Saved entries

//! Element mapping and tree walk
//!
//!     The walker visits the source tree in pre-order and asks the element mapper, per node,
//!     whether it becomes a target node. Mapped nodes are created eagerly under the current
//!     "effective parent" and become the effective parent of their own children. Unmapped nodes
//!     produce nothing, but their children are still visited and attach to the current effective
//!     parent: wrappers such as `<merge>` or `<include>` are flattened instead of dropping
//!     everything below them.
//!
//!     Source:                              Target:
//!         LinearLayout                         StackLayout
//!         ├── merge            (unmapped)      ├── Label
//!         │   ├── TextView                     └── Entry
//!         │   └── EditText
//!         └── View             (unmapped)

use crate::binding::{self, BINDING_ATTRIBUTE};
use crate::mapping;
use crate::options::ConvertOptions;
use crate::spacing::{MARGIN, PADDING};
use crate::tree::{MarkupTree, NodeId};

/// Result of converting one source tree.
#[derive(Debug, Clone, PartialEq)]
pub struct Conversion {
    pub tree: MarkupTree,
    pub root: NodeId,
}

impl Conversion {
    /// Produced node paths in pre-order, see [`MarkupTree::path`].
    pub fn paths(&self) -> Vec<String> {
        self.tree.paths(self.root)
    }
}

/// Converts the tree under `source_root`. Returns `None` when the root itself does not map.
pub fn convert_tree(
    source: &MarkupTree,
    source_root: NodeId,
    options: &ConvertOptions,
) -> Option<Conversion> {
    let mut target = MarkupTree::new();
    let Some(root) = map_element(source, source_root, &mut target, None, options) else {
        tracing::debug!(
            element = source.node(source_root).name(),
            "root element has no mapping"
        );
        return None;
    };
    convert_children(source, source_root, &mut target, root, options);
    Some(Conversion { tree: target, root })
}

fn convert_children(
    source: &MarkupTree,
    source_parent: NodeId,
    target: &mut MarkupTree,
    effective_parent: NodeId,
    options: &ConvertOptions,
) {
    for &child in source.node(source_parent).children() {
        let next_parent = map_element(source, child, target, Some(effective_parent), options)
            .unwrap_or(effective_parent);
        convert_children(source, child, target, next_parent, options);
    }
}

/// Maps a single source element, creating its target node under `parent`.
///
/// Returns `None`, and leaves `target` untouched, when no element fragment matches.
pub fn map_element(
    source: &MarkupTree,
    id: NodeId,
    target: &mut MarkupTree,
    parent: Option<NodeId>,
    options: &ConvertOptions,
) -> Option<NodeId> {
    let element = source.node(id);
    let Some(target_name) = mapping::target_element(element.name()) else {
        tracing::trace!(element = element.name(), "dropping unmapped element");
        return None;
    };

    let created = target.create(target_name, parent);
    let node = target.node_mut(created);

    for attribute in element.attributes() {
        let Some(transform) = mapping::attribute_transform(&attribute.name) else {
            continue;
        };
        if let Some(mapped) = transform.apply(element, &attribute.value, options) {
            node.set_attribute(mapped);
        }
    }

    for rule in [PADDING, MARGIN] {
        if let Some(spacing) = rule.resolve(element, target_name) {
            node.set_attribute(spacing);
        }
    }

    if let Some(bindings) = element.attribute(BINDING_ATTRIBUTE) {
        for attribute in binding::translate(bindings) {
            node.set_attribute(attribute);
        }
    }

    Some(created)
}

# EXERCISE OBJECTIVE
Return exactly what appears above, from the first line of the entries to the line with "the current effective", inclusive.

# FINAL ANSWER
//! Element mapping and tree walk
//!
//!     The walker visits the source tree in pre-order and asks the element mapper, per node,
//!     whether it becomes a target node. Mapped nodes are created eagerly under the current
//!     "effective parent" and become the effective parent of their own children. Unmapped nodes
//!     produce nothing, but their children are still visited and attach to the current effective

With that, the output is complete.